#### What you are asked to do
Find the lines of data that contain the string "filename", then list them.

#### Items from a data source
—————

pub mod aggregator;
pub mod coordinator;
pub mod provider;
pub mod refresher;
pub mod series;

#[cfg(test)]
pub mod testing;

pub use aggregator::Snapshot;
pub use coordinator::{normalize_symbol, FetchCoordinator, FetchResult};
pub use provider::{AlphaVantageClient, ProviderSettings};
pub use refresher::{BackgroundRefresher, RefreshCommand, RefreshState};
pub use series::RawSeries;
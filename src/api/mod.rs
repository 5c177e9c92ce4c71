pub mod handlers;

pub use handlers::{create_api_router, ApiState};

—————

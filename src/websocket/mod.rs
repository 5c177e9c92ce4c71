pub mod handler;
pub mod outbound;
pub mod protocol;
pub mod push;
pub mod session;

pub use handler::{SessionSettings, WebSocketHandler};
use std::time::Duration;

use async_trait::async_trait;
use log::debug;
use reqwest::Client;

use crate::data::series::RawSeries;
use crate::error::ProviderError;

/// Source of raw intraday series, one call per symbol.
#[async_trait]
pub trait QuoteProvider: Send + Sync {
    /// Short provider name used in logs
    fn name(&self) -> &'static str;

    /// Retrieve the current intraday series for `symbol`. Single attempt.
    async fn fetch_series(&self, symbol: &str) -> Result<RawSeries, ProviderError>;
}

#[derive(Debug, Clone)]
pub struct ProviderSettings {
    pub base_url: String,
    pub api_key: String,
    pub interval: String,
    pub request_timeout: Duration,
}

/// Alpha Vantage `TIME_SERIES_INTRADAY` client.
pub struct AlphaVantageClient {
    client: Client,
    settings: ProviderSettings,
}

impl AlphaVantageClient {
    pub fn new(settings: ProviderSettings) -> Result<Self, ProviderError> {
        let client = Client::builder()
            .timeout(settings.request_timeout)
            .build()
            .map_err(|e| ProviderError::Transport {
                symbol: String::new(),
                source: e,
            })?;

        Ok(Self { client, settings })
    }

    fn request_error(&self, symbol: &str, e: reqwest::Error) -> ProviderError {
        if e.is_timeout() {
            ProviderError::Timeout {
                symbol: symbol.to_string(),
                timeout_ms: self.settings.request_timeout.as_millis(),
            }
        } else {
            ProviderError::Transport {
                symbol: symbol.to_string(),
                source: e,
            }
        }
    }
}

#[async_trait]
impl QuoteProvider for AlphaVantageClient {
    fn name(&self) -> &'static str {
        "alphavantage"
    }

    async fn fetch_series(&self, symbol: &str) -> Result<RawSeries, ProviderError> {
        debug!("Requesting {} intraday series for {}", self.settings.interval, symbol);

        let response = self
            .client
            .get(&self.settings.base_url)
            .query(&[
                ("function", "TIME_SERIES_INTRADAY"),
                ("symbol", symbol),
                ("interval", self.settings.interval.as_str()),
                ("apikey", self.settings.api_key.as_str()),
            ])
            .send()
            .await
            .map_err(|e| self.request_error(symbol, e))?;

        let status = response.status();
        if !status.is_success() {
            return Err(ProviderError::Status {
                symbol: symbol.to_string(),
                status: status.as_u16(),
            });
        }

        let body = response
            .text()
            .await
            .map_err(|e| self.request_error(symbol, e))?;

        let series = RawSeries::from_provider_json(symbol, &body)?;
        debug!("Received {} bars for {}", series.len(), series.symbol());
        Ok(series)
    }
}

—————

#### Result for this exercise
filename src/api/mod.rs
filename src/websocket/mod.rs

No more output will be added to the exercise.